The Power of Stata’s Fundamentals
While the new cate
command offers sophisticated machine learning techniques, our traditional regression approach using margins
yields comparable results. This demonstrates several important points:
Conceptual understanding matters: When you understand the underlying causal framework, you can implement sophisticated analyses using fundamental tools.
Flexibility of regression with interactions: Full interaction models can capture complex heterogeneity patterns.
Power of margins: Stata’s
margins
command is incredibly versatile, allowing for the calculation of various treatment effects with proper standard errors.Transparency: The regression approach makes the modeling assumptions explicit and transparent.
Conclusion
Stata’s power lies not just in its specialized commands but in the flexibility and depth of its fundamental tools. While the new cate
command provides a streamlined approach to modern causal inference techniques, understanding how to implement these concepts with basic commands gives you greater control and insight into your analysis.
Whether you choose the specialized cate
command or build your analysis with regression and margins
depends on your specific needs, the dimensionality of your data, and your comfort with different estimation approaches. Either way, Stata provides powerful tools for uncovering treatment effect heterogeneity and informing policy decisions.

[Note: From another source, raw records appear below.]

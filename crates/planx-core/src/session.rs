//! # Session Context
//!
//! The slice of session state enumeration reads. Kept deliberately thin: the
//! enumeration core is purely functional and only consults tuning variables.

#[derive(Debug, Clone)]
pub struct SessionVars {
    /// Worker count recorded on hash-join candidates.
    pub hash_join_concurrency: usize,
}

impl Default for SessionVars {
    fn default() -> Self {
        Self {
            hash_join_concurrency: 5,
        }
    }
}

#[derive(Debug, Clone, Default)]
pub struct SessionCtx {
    pub vars: SessionVars,
}
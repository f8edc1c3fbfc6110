mod analyze;
mod config_cmd;
mod model_cmd;
mod train;

use anyhow::Result;
use clap::{Parser, Subcommand};
use std::path::PathBuf;

pub use analyze::AnalyzeCommand;
pub use train::TrainCommand;

#[derive(Parser)]
#[command(name = "rep-coach")]
#[command(about = "Rep counting and form scoring for push-ups and squats", long_about = None)]
#[command(version)]
pub struct Cli {
    #[command(subcommand)]
    command: Commands,

    /// Enable verbose logging
    #[arg(short, long, global = true)]
    pub verbose: bool,

    /// Path to configuration file
    #[arg(long, global = true, env = crate::config::CONFIG_ENV)]
    config: Option<PathBuf>,
}

#[derive(Subcommand)]
enum Commands {
    /// Train a reference model from recorded landmark files
    Train(TrainCommand),

    /// Replay a recording as a live session and score every rep
    Analyze(AnalyzeCommand),

    /// Inspect trained reference models
    #[command(subcommand)]
    Model(ModelSubcommands),

    /// Manage configuration
    #[command(subcommand)]
    Config(ConfigSubcommands),
}

#[derive(Subcommand)]
enum ModelSubcommands {
    /// Show a trained model
    Show {
        /// Exercise id, e.g. pushup or squat
        exercise: String,

        /// Print the raw model as JSON
        #[arg(long)]
        json: bool,
    },
}

#[derive(Subcommand)]
enum ConfigSubcommands {
    /// Show current configuration
    Show,

    /// Initialize configuration with defaults
    Init {
        /// Overwrite existing config
        #[arg(short, long)]
        force: bool,
    },
}

impl Cli {
    pub async fn execute(self) -> Result<()> {
        if self.verbose {
            tracing::debug!("Verbose mode enabled");
        }
        let config_path = self.config.as_deref();

        match self.command {
            Commands::Train(cmd) => cmd.execute(config_path).await,
            Commands::Analyze(cmd) => cmd.execute(config_path).await,
            Commands::Model(subcmd) => match subcmd {
                ModelSubcommands::Show { exercise, json } => {
                    model_cmd::show_model(config_path, &exercise, json).await
                }
            },
            Commands::Config(subcmd) => match subcmd {
                ConfigSubcommands::Show => config_cmd::show_config(config_path).await,
                ConfigSubcommands::Init { force } => config_cmd::init_config(config_path, force).await,
            },
        }
    }
}
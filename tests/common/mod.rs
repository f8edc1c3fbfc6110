#![allow(dead_code)]

use rep_coach::models::{Landmark, LandmarkSet, RecordedFrame, Recording};

/// Landmark set with both elbows bent to `deg`
pub fn pushup_landmarks(deg: f64) -> LandmarkSet {
    let mut landmarks = vec![Landmark::new(0.0, 0.0); 33];
    let rad = deg.to_radians();
    for (shoulder, elbow, wrist, x0) in [(11, 13, 15, 0.3f64), (12, 14, 16, 0.6)] {
        landmarks[shoulder] = Landmark::new(x0 as f32, 0.2);
        landmarks[elbow] = Landmark::new(x0 as f32, 0.5);
        landmarks[wrist] = Landmark::new(
            (x0 + 0.3 * rad.sin()) as f32,
            (0.5 - 0.3 * rad.cos()) as f32,
        );
    }
    LandmarkSet::new(landmarks)
}

/// Elbow angle swinging between 80° and 170° with a 40-frame period
pub fn cosine_angle(i: usize) -> f64 {
    125.0 - 45.0 * (2.0 * std::f64::consts::PI * i as f64 / 40.0).cos()
}

/// Expert recording with `cycles` full periods and a few dropped detections
pub fn expert_recording(name: &str, cycles: usize) -> Recording {
    let frames = (0..=cycles * 40)
        .map(|i| RecordedFrame {
            frame: i as u64 + 1,
            landmarks: if i % 17 == 5 {
                None
            } else {
                Some(pushup_landmarks(cosine_angle(i)))
            },
        })
        .collect();
    Recording::new(name, frames)
}

/// Live angle stream: a short hold at the top, then `reps` linear
/// 170° -> 80° -> 170° reps, each followed by a 10-frame hold
pub fn live_angles(reps: usize, noise_deg: f64) -> Vec<f64> {
    let mut angles = vec![170.0; 5];
    for _ in 0..reps {
        angles.extend((1..=30).map(|i| 170.0 - 3.0 * i as f64));
        angles.extend((1..=30).map(|i| 80.0 + 3.0 * i as f64));
        angles.extend(std::iter::repeat(170.0).take(10));
    }
    angles
        .into_iter()
        .enumerate()
        .map(|(i, a)| a + noise_deg * (i as f64 * 1.7).sin())
        .collect()
}
/// Signal processing helpers for offline segmentation
///
/// - Savitzky-Golay smoothing with polynomial fits at the edges
/// - Local extremum detection with a prominence criterion

use ndarray::{Array1, Array2};

/// Least-squares polynomial fit of `ys` at positions `xs`; coefficients lowest order first
pub fn polyfit(xs: &[f64], ys: &[f64], degree: usize) -> Option<Vec<f64>> {
    let terms = degree + 1;
    if xs.len() != ys.len() || xs.len() < terms {
        return None;
    }

    // Normal equations: (A^T A) c = A^T y with A[i][j] = x_i^j
    let mut normal = Array2::<f64>::zeros((terms, terms));
    let mut rhs = Array1::<f64>::zeros(terms);
    for (&x, &y) in xs.iter().zip(ys) {
        let powers: Vec<f64> = (0..terms).map(|j| x.powi(j as i32)).collect();
        for r in 0..terms {
            rhs[r] += powers[r] * y;
            for c in 0..terms {
                normal[[r, c]] += powers[r] * powers[c];
            }
        }
    }

    solve_linear_system(normal, rhs).map(|c| c.to_vec())
}

/// Evaluate a polynomial with coefficients lowest order first
pub fn polyval(coefficients: &[f64], x: f64) -> f64 {
    coefficients.iter().rev().fold(0.0, |acc, c| acc * x + c)
}

/// Gaussian elimination with partial pivoting
fn solve_linear_system(mut a: Array2<f64>, mut b: Array1<f64>) -> Option<Array1<f64>> {
    let n = b.len();
    for col in 0..n {
        let pivot = (col..n).max_by(|&i, &j| a[[i, col]].abs().total_cmp(&a[[j, col]].abs()))?;
        if a[[pivot, col]].abs() < 1e-12 {
            return None;
        }
        if pivot != col {
            for k in 0..n {
                a.swap([col, k], [pivot, k]);
            }
            b.swap(col, pivot);
        }
        for row in (col + 1)..n {
            let factor = a[[row, col]] / a[[col, col]];
            for k in col..n {
                a[[row, k]] -= factor * a[[col, k]];
            }
            b[row] -= factor * b[col];
        }
    }

    let mut x = Array1::<f64>::zeros(n);
    for row in (0..n).rev() {
        let tail: f64 = ((row + 1)..n).map(|k| a[[row, k]] * x[k]).sum();
        x[row] = (b[row] - tail) / a[[row, row]];
    }
    Some(x)
}

/// Savitzky-Golay smoothing.
///
/// Interior points use the centered convolution weights; the first and last
/// `window / 2` points come from a polynomial fitted to the edge window.
/// Inputs shorter than the window, or invalid parameters, are returned unchanged.
pub fn savgol_filter(values: &[f64], window: usize, order: usize) -> Vec<f64> {
    let n = values.len();
    if window % 2 == 0 || window <= order || n < window {
        return values.to_vec();
    }
    let half = window / 2;

    let offsets: Vec<f64> = (0..window).map(|i| i as f64 - half as f64).collect();
    let Some(weights) = convolution_weights(&offsets, order) else {
        return values.to_vec();
    };

    let mut smoothed = values.to_vec();
    for center in half..(n - half) {
        smoothed[center] = weights
            .iter()
            .zip(&values[center - half..=center + half])
            .map(|(w, v)| w * v)
            .sum();
    }

    // Edge fits use centered positions to keep the normal equations well conditioned
    if let Some(head) = polyfit(&offsets, &values[..window], order) {
        for i in 0..half {
            smoothed[i] = polyval(&head, offsets[i]);
        }
    }
    if let Some(tail) = polyfit(&offsets, &values[n - window..], order) {
        for i in (window - half)..window {
            smoothed[n - window + i] = polyval(&tail, offsets[i]);
        }
    }

    smoothed
}

/// Weights that evaluate the local polynomial fit at offset 0
fn convolution_weights(offsets: &[f64], order: usize) -> Option<Vec<f64>> {
    let terms = order + 1;
    let mut normal = Array2::<f64>::zeros((terms, terms));
    for &x in offsets {
        for r in 0..terms {
            for c in 0..terms {
                normal[[r, c]] += x.powi((r + c) as i32);
            }
        }
    }
    let mut unit = Array1::<f64>::zeros(terms);
    unit[0] = 1.0;
    let z = solve_linear_system(normal, unit)?;

    Some(
        offsets
            .iter()
            .map(|&x| (0..terms).map(|j| z[j] * x.powi(j as i32)).sum())
            .collect(),
    )
}

/// Indices of local maxima whose prominence is at least `min_prominence`.
///
/// A flat-topped maximum is reported at the middle of its plateau. The
/// prominence of a peak is its height above the higher of the two lowest
/// points reached before the signal climbs above the peak on either side.
pub fn find_peaks(values: &[f64], min_prominence: f64) -> Vec<usize> {
    local_maxima(values)
        .into_iter()
        .filter(|&peak| prominence(values, peak) >= min_prominence)
        .collect()
}

/// Indices of local minima whose prominence is at least `min_prominence`
pub fn find_valleys(values: &[f64], min_prominence: f64) -> Vec<usize> {
    let inverted: Vec<f64> = values.iter().map(|v| -v).collect();
    find_peaks(&inverted, min_prominence)
}

fn local_maxima(values: &[f64]) -> Vec<usize> {
    let n = values.len();
    let mut maxima = Vec::new();
    if n < 3 {
        return maxima;
    }

    let mut i = 1;
    while i < n - 1 {
        if values[i - 1] < values[i] {
            let mut ahead = i + 1;
            while ahead < n - 1 && values[ahead] == values[i] {
                ahead += 1;
            }
            if values[ahead] < values[i] {
                maxima.push((i + ahead - 1) / 2);
                i = ahead;
                continue;
            }
        }
        i += 1;
    }
    maxima
}

fn prominence(values: &[f64], peak: usize) -> f64 {
    let height = values[peak];

    let mut left_min = height;
    let mut i = peak;
    loop {
        if values[i] > height {
            break;
        }
        left_min = left_min.min(values[i]);
        if i == 0 {
            break;
        }
        i -= 1;
    }

    let mut right_min = height;
    for &v in &values[peak..] {
        if v > height {
            break;
        }
        right_min = right_min.min(v);
    }

    height - left_min.max(right_min)
}

#[cfg(test)]
mod tests {
    use super::*;

    #[test]
    fn test_polyfit_recovers_cubic() {
        let xs: Vec<f64> = (0..8).map(|i| i as f64).collect();
        let ys: Vec<f64> = xs.iter().map(|x| 1.0 - 2.0 * x + 0.5 * x * x * x).collect();
        let c = polyfit(&xs, &ys, 3).unwrap();
        assert!((c[0] - 1.0).abs() < 1e-6);
        assert!((c[1] + 2.0).abs() < 1e-6);
        assert!(c[2].abs() < 1e-6);
        assert!((c[3] - 0.5).abs() < 1e-6);
        assert!((polyval(&c, 2.0) - (1.0 - 4.0 + 4.0)).abs() < 1e-6);
    }

    #[test]
    fn test_savgol_weights_match_closed_form() {
        // Window 11, order 3: (267 - 15 i^2) / 1287
        let offsets: Vec<f64> = (-5..=5).map(|i| i as f64).collect();
        let weights = convolution_weights(&offsets, 3).unwrap();
        for (w, i) in weights.iter().zip(-5i32..=5) {
            let expected = (267.0 - 15.0 * (i * i) as f64) / 1287.0;
            assert!((w - expected).abs() < 1e-9);
        }
    }

    #[test]
    fn test_savgol_preserves_cubic_signal() {
        let values: Vec<f64> = (0..30).map(|i| (i as f64 - 15.0).powi(3) * 0.01).collect();
        let smoothed = savgol_filter(&values, 11, 3);
        for (a, b) in values.iter().zip(&smoothed) {
            assert!((a - b).abs() < 1e-6);
        }
    }

    #[test]
    fn test_savgol_short_input_unchanged() {
        let values = vec![1.0, 5.0, 2.0];
        assert_eq!(savgol_filter(&values, 11, 3), values);
    }

    #[test]
    fn test_find_peaks_with_prominence() {
        let values = vec![0.0, 10.0, 9.0, 30.0, 0.0, 2.0, 1.0, 40.0, 0.0];
        // 10.0 rises only 1 above its right dip before a higher point
        assert_eq!(find_peaks(&values, 5.0), vec![3, 7]);
        assert_eq!(find_peaks(&values, 0.5), vec![1, 3, 5, 7]);
    }

    #[test]
    fn test_plateau_peak_reports_middle() {
        let values = vec![0.0, 5.0, 5.0, 5.0, 0.0];
        assert_eq!(find_peaks(&values, 1.0), vec![2]);
    }

    #[test]
    fn test_find_valleys() {
        let values = vec![170.0, 90.0, 170.0, 160.0, 85.0, 170.0];
        assert_eq!(find_valleys(&values, 25.0), vec![1, 4]);
    }

    #[test]
    fn test_edges_are_never_peaks() {
        assert!(find_peaks(&[10.0, 0.0, 10.0], 1.0).is_empty());
        assert!(find_peaks(&[], 1.0).is_empty());
    }
}
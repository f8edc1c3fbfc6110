/// Live Exercise Session
///
/// Owns everything one processing loop needs: the angle extractor, the rep
/// state machine, a shared read-only reference model and the rep target.
/// Each frame is processed to completion before the next is accepted.

use std::sync::Arc;

use chrono::Utc;
use tokio::sync::mpsc;
use tokio_util::sync::CancellationToken;
use uuid::Uuid;

use crate::config::CoachConfig;
use crate::error::{CoachError, Result};
use crate::models::{LandmarkSet, ReferenceModel, SessionEvent, SessionSummary};
use crate::services::angle_extractor::AngleExtractor;
use crate::services::form_scoring_service::FormScorer;
use crate::services::rep_state_machine::{RepPhase, RepStateMachine, RepThresholds, StepOutcome};

/// One frame handed over by the capture loop
#[derive(Debug, Clone, PartialEq)]
pub struct Frame {
    /// `None` when the pose estimator found no person
    pub landmarks: Option<LandmarkSet>,
    pub width: f64,
    pub height: f64,
}

impl Frame {
    pub fn detected(landmarks: LandmarkSet, width: f64, height: f64) -> Self {
        Self {
            landmarks: Some(landmarks),
            width,
            height,
        }
    }

    pub fn empty(width: f64, height: f64) -> Self {
        Self {
            landmarks: None,
            width,
            height,
        }
    }
}

/// Frame channel with room for a single frame; the sender waits while the
/// session is still busy with the previous one
pub fn frame_channel() -> (mpsc::Sender<Frame>, mpsc::Receiver<Frame>) {
    mpsc::channel(1)
}

#[derive(Debug)]
pub struct ExerciseSession {
    id: Uuid,
    exercise_id: String,
    target_reps: u32,
    extractor: AngleExtractor,
    machine: RepStateMachine,
    scorer: FormScorer,
    model: Arc<ReferenceModel>,
    reps_scored: u32,
    quality_total: f64,
    last_symmetry: Option<f64>,
    completed: bool,
}

impl ExerciseSession {
    /// Set up a session, failing fast on configuration or model problems.
    ///
    /// `target_reps` of 0 means the session never completes on its own.
    pub fn start(
        config: &CoachConfig,
        exercise_id: &str,
        model: Option<Arc<ReferenceModel>>,
        target_reps: u32,
    ) -> Result<Self> {
        let exercise = config.exercise(exercise_id)?;
        let model = model.ok_or_else(|| CoachError::ModelUnavailable(exercise_id.to_string()))?;
        model.validate()?;
        if model.exercise_id != exercise_id {
            return Err(CoachError::InvalidModel(format!(
                "model was trained for '{}', not '{}'",
                model.exercise_id, exercise_id
            )));
        }

        let id = Uuid::new_v4();
        tracing::info!(
            "Starting {} session {} (target {} reps)",
            exercise_id,
            id,
            target_reps
        );

        Ok(Self {
            id,
            exercise_id: exercise_id.to_string(),
            target_reps,
            extractor: AngleExtractor::new(exercise.triplets.clone()),
            machine: RepStateMachine::new(RepThresholds::new(exercise, &config.rep_detection)),
            scorer: FormScorer::new(config.scoring.clone()),
            model,
            reps_scored: 0,
            quality_total: 0.0,
            last_symmetry: None,
            completed: false,
        })
    }

    pub fn id(&self) -> Uuid {
        self.id
    }

    pub fn exercise_id(&self) -> &str {
        &self.exercise_id
    }

    pub fn rep_count(&self) -> u32 {
        self.machine.rep_count()
    }

    pub fn phase(&self) -> RepPhase {
        self.machine.phase()
    }

    pub fn is_complete(&self) -> bool {
        self.completed
    }

    /// Bilateral symmetry of the last frame with a usable detection
    pub fn last_symmetry(&self) -> Option<f64> {
        self.last_symmetry
    }

    pub fn started_event(&self) -> SessionEvent {
        SessionEvent::Started {
            session_id: self.id,
            exercise_id: self.exercise_id.clone(),
            target_reps: self.target_reps,
            at: Utc::now(),
        }
    }

    /// Process one frame; returns the events it produced.
    ///
    /// Frames without a usable detection are skipped and leave the state
    /// machine untouched. Frames after completion are ignored.
    pub fn process_frame(&mut self, frame: &Frame) -> Vec<SessionEvent> {
        if self.completed {
            return Vec::new();
        }
        let Some(landmarks) = frame.landmarks.as_ref() else {
            tracing::debug!("No person detected, frame skipped");
            return Vec::new();
        };
        let sample = match self.extractor.extract(landmarks, frame.width, frame.height) {
            Ok(sample) => sample,
            Err(e) => {
                tracing::debug!("Frame skipped: {}", e);
                return Vec::new();
            }
        };
        self.last_symmetry = sample.symmetry;

        let mut events = Vec::new();
        match self.machine.step(sample.angle) {
            StepOutcome::Continue => {}
            StepOutcome::RepCompleted { rep_number, rep } => {
                let result = self.scorer.score_rep(&rep.raw_trajectory, &self.model);
                self.reps_scored += 1;
                self.quality_total += result.quality_score;
                tracing::info!(
                    "Rep {} scored {:.0} ({})",
                    rep_number,
                    result.quality_score,
                    result.feedback.text()
                );
                events.push(SessionEvent::RepScored {
                    session_id: self.id,
                    rep_number,
                    target_reps: self.target_reps,
                    result,
                    at: Utc::now(),
                });
                self.check_target(rep_number, &mut events);
            }
            StepOutcome::RepDiscarded { rep_number, .. } => {
                self.check_target(rep_number, &mut events);
            }
        }
        events
    }

    fn check_target(&mut self, rep_number: u32, events: &mut Vec<SessionEvent>) {
        if self.target_reps > 0 && rep_number >= self.target_reps {
            self.completed = true;
            tracing::info!("Session {} reached {} reps", self.id, rep_number);
            events.push(SessionEvent::SessionComplete {
                session_id: self.id,
                total_reps: rep_number,
                at: Utc::now(),
            });
        }
    }

    pub fn summary(&self) -> SessionSummary {
        SessionSummary {
            session_id: self.id,
            exercise_id: self.exercise_id.clone(),
            target_reps: self.target_reps,
            reps_counted: self.machine.rep_count(),
            reps_scored: self.reps_scored,
            mean_quality: (self.reps_scored > 0).then(|| self.quality_total / self.reps_scored as f64),
            completed: self.completed,
        }
    }

    /// Drive the session from a frame channel until the source ends, the
    /// target is reached or `cancel` fires.
    ///
    /// Cancellation is checked at every frame boundary. A rep in progress
    /// when the loop stops is dropped, never scored. Events go out without
    /// waiting on the receiver; a closed event channel does not stop the loop.
    pub async fn run(
        mut self,
        mut frames: mpsc::Receiver<Frame>,
        events: mpsc::UnboundedSender<SessionEvent>,
        cancel: CancellationToken,
    ) -> SessionSummary {
        let _ = events.send(self.started_event());

        loop {
            let frame = tokio::select! {
                biased;
                _ = cancel.cancelled() => {
                    tracing::info!("Session {} cancelled", self.id);
                    break;
                }
                frame = frames.recv() => match frame {
                    Some(frame) => frame,
                    None => break,
                },
            };

            for event in self.process_frame(&frame) {
                if events.send(event).is_err() {
                    tracing::debug!("Event receiver closed");
                }
            }
            if self.completed {
                break;
            }
        }

        if self.machine.pending_samples() > 0 {
            tracing::debug!(
                "Dropping partial rep with {} samples",
                self.machine.pending_samples()
            );
        }
        self.machine.reset();

        let summary = self.summary();
        tracing::info!(
            "Session {} finished: {} reps counted, {} scored",
            summary.session_id,
            summary.reps_counted,
            summary.reps_scored
        );
        summary
    }
}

Appendix: The Math Behind Margins
When using margins
after our interaction model, Stata is computing:
\[E[Y_i | X_i = x, D_i = 1] - E[Y_i | X_i = x, D_i = 0]\]
For each subgroup defined by incomecat
. This is equivalent to estimating:
\[\tau(x) = E[Y_i(1) - Y_i(0) | X_i = x]\]
Under the conditional independence assumption. The margins
command handles the complex delta-method calculations for standard errors automatically, accounting for the full covariance structure of the coefficient estimates.